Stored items

---*---

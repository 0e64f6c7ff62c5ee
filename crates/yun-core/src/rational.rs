//! 有理数类型, 用于时间基 (time_base) 与帧率.

use std::fmt;
use std::str::FromStr;

use serde::{Deserialize, Serialize};

use crate::error::YunError;

/// 有理数, 由分子和分母组成
///
/// 时间基 1/90000 表示 90kHz 时钟 (MPEG-TS), 1/30 表示 30fps 的帧计数.
#[derive(Debug, Clone, Copy, PartialEq, Eq, Hash, Serialize, Deserialize)]
pub struct Rational {
    /// 分子
    pub num: i32,
    /// 分母
    pub den: i32,
}

impl Rational {
    /// 创建新的有理数
    pub const fn new(num: i32, den: i32) -> Self {
        Self { num, den }
    }

    /// 零值
    pub const ZERO: Self = Self { num: 0, den: 1 };

    /// 未定义 (分母为 0)
    pub const UNDEFINED: Self = Self { num: 0, den: 0 };

    /// 90kHz 时钟, MPEG-TS 的时间戳单位
    pub const CLOCK_90K: Self = Self { num: 1, den: 90_000 };

    /// 判断是否可作为时间基 (分子分母都不为 0)
    pub const fn is_valid(&self) -> bool {
        self.den != 0 && self.num != 0
    }

    /// 转换为 f64, 分母为 0 时返回 `f64::NAN`
    pub fn to_f64(self) -> f64 {
        if self.den == 0 {
            return f64::NAN;
        }
        f64::from(self.num) / f64::from(self.den)
    }

    /// 约分并保证分母为正
    pub fn reduce(self) -> Self {
        if self.den == 0 {
            return self;
        }
        let g = gcd(self.num.unsigned_abs(), self.den.unsigned_abs());
        if g == 0 {
            return self;
        }
        let g = g as i32;
        let sign = if self.den < 0 { -1 } else { 1 };
        Self {
            num: sign * self.num / g,
            den: sign * self.den / g,
        }
    }

    /// 求倒数
    pub const fn invert(self) -> Self {
        Self {
            num: self.den,
            den: self.num,
        }
    }
}

impl Default for Rational {
    fn default() -> Self {
        Self::ZERO
    }
}

impl fmt::Display for Rational {
    fn fmt(&self, f: &mut fmt::Formatter<'_>) -> fmt::Result {
        write!(f, "{}/{}", self.num, self.den)
    }
}

impl FromStr for Rational {
    type Err = YunError;

    /// 解析 `num/den` 或单个整数
    fn from_str(s: &str) -> Result<Self, Self::Err> {
        let bad = || YunError::BadValue(format!("无法解析有理数: {s:?}"));
        let (num, den) = match s.split_once('/') {
            Some((n, d)) => (n.trim(), d.trim()),
            None => (s.trim(), "1"),
        };
        let num = num.parse::<i32>().map_err(|_| bad())?;
        let den = den.parse::<i32>().map_err(|_| bad())?;
        if den == 0 {
            return Err(bad());
        }
        Ok(Self::new(num, den))
    }
}

impl From<(i32, i32)> for Rational {
    fn from((num, den): (i32, i32)) -> Self {
        Self { num, den }
    }
}

/// 求最大公约数
fn gcd(mut a: u32, mut b: u32) -> u32 {
    while b != 0 {
        let t = b;
        b = a % b;
        a = t;
    }
    a
}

---*---

PROBLEM REQUIREMENTS -
Search the entries for the string "Result" and collect each line that has it.

EXERCISE ANSWER -
    fn fmt(&self, f: &mut fmt::Formatter<'_>) -> fmt::Result {
    fn from_str(s: &str) -> Result<Self, Self::Err> {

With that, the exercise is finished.